Recently, I spoke with Tim Fitzpatrick. If you don’t know Tim, he was working at the MSP that I bought into in 1996.
I met him on my first day, and that kicked off a thirty-year journey across three businesses: Dynamic Digital Services, TruMethods, and now Kaseya. It’s amazing how one conversation can transport you back through decades of memories.
We spent about 45 minutes reminiscing about the past. We laughed about so many funny situations along the way. We both commented on how lucky we feel for our careers.
I look back with such fondness and gratitude.
After we spoke, I picked up one of my journals from those early MSP days. I was struck by how many of the entries I shared were about how difficult things were in the moment.
Financial stress, people problems, and a few near-death experiences for the business.
I found entries where, early on, I questioned myself and wondered if I was good enough to see it through. The doubt was real, and it felt overwhelming at times.
I spent the rest of the evening thinking about the contrast between my conversation with Tim and my journal entries.
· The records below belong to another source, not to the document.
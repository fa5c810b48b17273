//! Repair of UTF-8 text that was decoded as Windows-1252 somewhere upstream
//! (`"JosÃ©"` -> `"José"`).

use std::borrow::Cow;

/// UTF-8 byte pairs for common Latin letters, as they read after a
/// Windows-1252 decode. Bytes undefined in Windows-1252 show up as C1 controls.
const REPLACEMENTS: &[(&str, &str)] = &[
    ("Ã¡", "á"),
    ("Ã©", "é"),
    ("Ã\u{AD}", "í"),
    ("Ã³", "ó"),
    ("Ãº", "ú"),
    ("Ã±", "ñ"),
    ("Ã¼", "ü"),
    ("Ã§", "ç"),
    ("Ã£", "ã"),
    ("Ãµ", "õ"),
    ("Ã¢", "â"),
    ("Ãª", "ê"),
    ("Ã´", "ô"),
    ("Ã¨", "è"),
    ("Ã¬", "ì"),
    ("Ã²", "ò"),
    ("Ã¹", "ù"),
    ("Ã¤", "ä"),
    ("Ã«", "ë"),
    ("Ã¯", "ï"),
    ("Ã¶", "ö"),
    ("Ã\u{A0}", "à"),
    ("Ã\u{81}", "Á"),
    ("Ã‰", "É"),
    ("Ã\u{8D}", "Í"),
    ("Ã“", "Ó"),
    ("Ãš", "Ú"),
    ("Ã‘", "Ñ"),
    ("Ãœ", "Ü"),
    ("Ã‡", "Ç"),
    ("Ã€", "À"),
    ("Ãˆ", "È"),
    ("ÃŒ", "Ì"),
    ("Ã’", "Ò"),
    ("Ã”", "Ô"),
    ("Ã–", "Ö"),
    ("Â°", "°"),
    ("Â´", "´"),
    // UTF-8 BOM read as Windows-1252
    ("ï»¿", ""),
];

/// Invisible debris removed outright.
const DEBRIS: [char; 2] = ['\u{0}', '\u{FEFF}'];

pub const REPLACEMENT_CHAR: char = '\u{FFFD}';

/// Replace known mojibake sequences and drop NUL / BOM characters.
/// U+FFFD is left alone; see [`strip_replacement_chars`].
pub fn repair(text: &str) -> Cow<'_, str> {
    let needs_work = text.contains(['Ã', 'Â', 'ï']) || text.contains(DEBRIS);
    if !needs_work {
        return Cow::Borrowed(text);
    }

    let mut repaired = text.replace(DEBRIS, "");
    for (damaged, correct) in REPLACEMENTS {
        if repaired.contains(damaged) {
            repaired = repaired.replace(damaged, correct);
        }
    }
    Cow::Owned(repaired)
}

/// Drop U+FFFD. The letter it stood for is unrecoverable.
pub fn strip_replacement_chars(text: &str) -> Cow<'_, str> {
    if text.contains(REPLACEMENT_CHAR) {
        Cow::Owned(text.replace(REPLACEMENT_CHAR, ""))
    } else {
        Cow::Borrowed(text)
    }
}
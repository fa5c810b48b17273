use crate::model::{Record, RejectReason, Rejected, ValidationReport};

/// How many surviving-stage records had their name fields rewritten by normalization.
#[derive(Debug, Clone, Copy, Default, PartialEq, Eq)]
pub struct NameCorrections {
    pub names: usize,
    pub surnames: usize,
}

/// Compute report counts from a finished partition.
pub fn compute_report(
    total_records: usize,
    valid: &[Record],
    invalid: &[Rejected],
    corrections: NameCorrections,
) -> ValidationReport {
    let mut report = ValidationReport {
        total_records,
        records_valid: valid.len(),
        names_corrected: corrections.names,
        surnames_corrected: corrections.surnames,
        ..ValidationReport::default()
    };

    for rejected in invalid {
        match rejected.reason {
            RejectReason::InvalidIdentifier => report.invalid_identifiers += 1,
            RejectReason::UnresolvableName => report.unresolvable_names += 1,
            RejectReason::DuplicateLoser { .. } => report.duplicates_eliminated += 1,
            RejectReason::TransformError { .. } => report.transform_errors += 1,
        }
    }

    report
}

impl ValidationReport {
    pub fn rejected(&self) -> usize {
        self.invalid_identifiers + self.unresolvable_names + self.transform_errors + self.duplicates_eliminated
    }

    /// Every input row is accounted for exactly once.
    pub fn is_balanced(&self) -> bool {
        self.total_records == self.records_valid + self.rejected()
    }

    pub fn summary_line(&self) -> String {
        format!(
            "{} records: {} valid, {} invalid identifier, {} unresolvable name, {} duplicate, {} transform error",
            self.total_records,
            self.records_valid,
            self.invalid_identifiers,
            self.unresolvable_names,
            self.duplicates_eliminated,
            self.transform_errors,
        )
    }
}
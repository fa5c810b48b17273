//! Per-record transforms applied before identifier validation.
//!
//! A transform takes a record by value and returns a new one. A failing
//! transform only rejects its own record; the pipeline keeps going.

use regex::Regex;

use crate::error::RegistryError;
use crate::model::{Record, RecordSet, APELLIDOS, IDENTIFICACION, NOMBRES, NOMBRE_COMPLETO, TIPO_DOCUMENTO};
use crate::normalize::collapse_whitespace;

pub trait RecordTransform: Send + Sync {
    fn name(&self) -> &'static str;

    fn apply(&self, record: Record) -> Result<Record, RegistryError>;

    /// Whether this transform can fill `column` for `set` when the column itself is absent.
    fn supplies_column(&self, _set: &RecordSet, _column: &str) -> bool {
        false
    }
}

// ---------------------------------------------------------------------------
// Document type repair
// ---------------------------------------------------------------------------

/// Type words whose accented letter was lost to a replacement character.
const DOCUMENT_TYPE_CORRECTIONS: [(&str, &str); 4] = [
    ("EXTRANJER\u{FFFD}A", "EXTRANJERIA"),
    ("DEFUNSI\u{FFFD}N", "DEFUNCION"),
    ("IDENTIFICACI\u{FFFD}N", "IDENTIFICACION"),
    ("N\u{FFFD}MERO \u{FFFD}NICO", "NUMERO UNICO"),
];

/// Uppercase, collapse whitespace and fix known damaged type words.
pub fn repair_document_type(text: &str) -> Option<String> {
    let mut repaired = collapse_whitespace(text).to_uppercase();
    for (damaged, correct) in DOCUMENT_TYPE_CORRECTIONS {
        if repaired.contains(damaged) {
            repaired = repaired.replace(damaged, correct);
        }
    }
    (!repaired.is_empty()).then_some(repaired)
}

#[derive(Debug, Clone, Copy, Default)]
pub struct RepairDocumentType;

impl RecordTransform for RepairDocumentType {
    fn name(&self) -> &'static str {
        "repair_document_type"
    }

    fn apply(&self, record: Record) -> Result<Record, RegistryError> {
        let repaired = record.tipo_documento().and_then(repair_document_type);
        Ok(record.with(TIPO_DOCUMENTO, repaired.as_deref()))
    }
}

// ---------------------------------------------------------------------------
// Document prefix stripping
// ---------------------------------------------------------------------------

/// Remove a leading document-type code from an identifier
/// (`"RC 123456"`, `"RC-123456"`, `"rc123456"` with type `RC` -> `"123456"`).
/// Numeric type codes (`"13"`, `"31"`) are never stripped: they cannot be told
/// apart from the identifier's own leading digits.
pub fn strip_document_prefix(tipo: &str, identificacion: &str) -> Result<String, regex::Error> {
    let tipo = tipo.trim();
    let identificacion = identificacion.trim();
    if !tipo.chars().any(char::is_alphabetic) {
        return Ok(identificacion.to_string());
    }

    let pattern = Regex::new(&format!(r"(?i)^{}[\s\-]*", regex::escape(tipo)))?;
    Ok(pattern.replace(identificacion, "").into_owned())
}

#[derive(Debug, Clone, Copy, Default)]
pub struct StripDocumentPrefix;

impl RecordTransform for StripDocumentPrefix {
    fn name(&self) -> &'static str {
        "strip_document_prefix"
    }

    fn apply(&self, record: Record) -> Result<Record, RegistryError> {
        let (Some(tipo), Some(ident)) = (record.tipo_documento(), record.identificacion()) else {
            return Ok(record);
        };

        let stripped = strip_document_prefix(tipo, ident).map_err(|e| RegistryError::Transform {
            row: record.row,
            message: format!("{}: {e}", self.name()),
        })?;
        Ok(record.with(IDENTIFICACION, Some(&stripped)))
    }
}

// ---------------------------------------------------------------------------
// Full-name splitting
// ---------------------------------------------------------------------------

/// Split a combined name into (names, surnames) by word count:
/// 4+ words -> 2 + rest, 3 -> 1 + 2, 2 -> 1 + 1, 1 -> names only.
pub fn split_full_name(full_name: &str) -> (Option<String>, Option<String>) {
    let words: Vec<&str> = full_name.split_whitespace().collect();
    let names_len = match words.len() {
        0 => return (None, None),
        1..=3 => 1,
        _ => 2,
    };
    let (names, surnames) = words.split_at(names_len);
    let surnames = (!surnames.is_empty()).then(|| surnames.join(" "));
    (Some(names.join(" ")), surnames)
}

#[derive(Debug, Clone, Copy, Default)]
pub struct SplitFullName;

impl RecordTransform for SplitFullName {
    fn name(&self) -> &'static str {
        "split_full_name"
    }

    fn apply(&self, record: Record) -> Result<Record, RegistryError> {
        if record.apellidos().is_some() {
            return Ok(record);
        }
        let Some(full_name) = record.get(NOMBRE_COMPLETO) else {
            return Ok(record);
        };

        let (names, surnames) = split_full_name(full_name);
        let record = if record.nombres().is_none() {
            record.with(NOMBRES, names.as_deref())
        } else {
            record
        };
        Ok(record.with(APELLIDOS, surnames.as_deref()))
    }

    fn supplies_column(&self, set: &RecordSet, column: &str) -> bool {
        (column == NOMBRES || column == APELLIDOS) && set.has_column(NOMBRE_COMPLETO)
    }
}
What I concluded was that success determines how we feel about the past.
The setbacks, the doubt, the frustrations fade, and all that’s left is a feeling of accomplishment.
I know people who went through the same struggles as I did back then and didn’t achieve the same level of success. They feel very differently about their careers. Their stories remind me how fragile confidence can be without wins to back it up.
Here’s my point: You may be going through a tough time in your business. Maybe you’ve been in business for several years or many years and never achieved your potential.
You might be questioning yourself right now.
I get it. I’ve been there. It just takes a little success to build on, then a little more to change your expectations, and six to twelve months later, you can be on a new path.
Maybe you need to increase your value and pricing to your current customers or add some new logo customers at the right price.
You might have trouble taking action in these areas.
Just approaching three customers to explain your new value and having one of them say yes is a win. That single yes changes everything — your mindset, your confidence, your momentum.
You can develop some COIs and get one good lead. Even if you don’t close it, you’ve changed your expectations.
Nothing succeeds like success.
So, here’s what I want to tell you. Whatever you may have experienced in business, if you can reach your goals, you will look back over all of it fondly. And here’s the best part: you get to keep that feeling for the rest of your life.
That conversation with Tim reminded me that the struggles we’re going through today will become the stories we laugh about tomorrow — if we just keep pushing forward.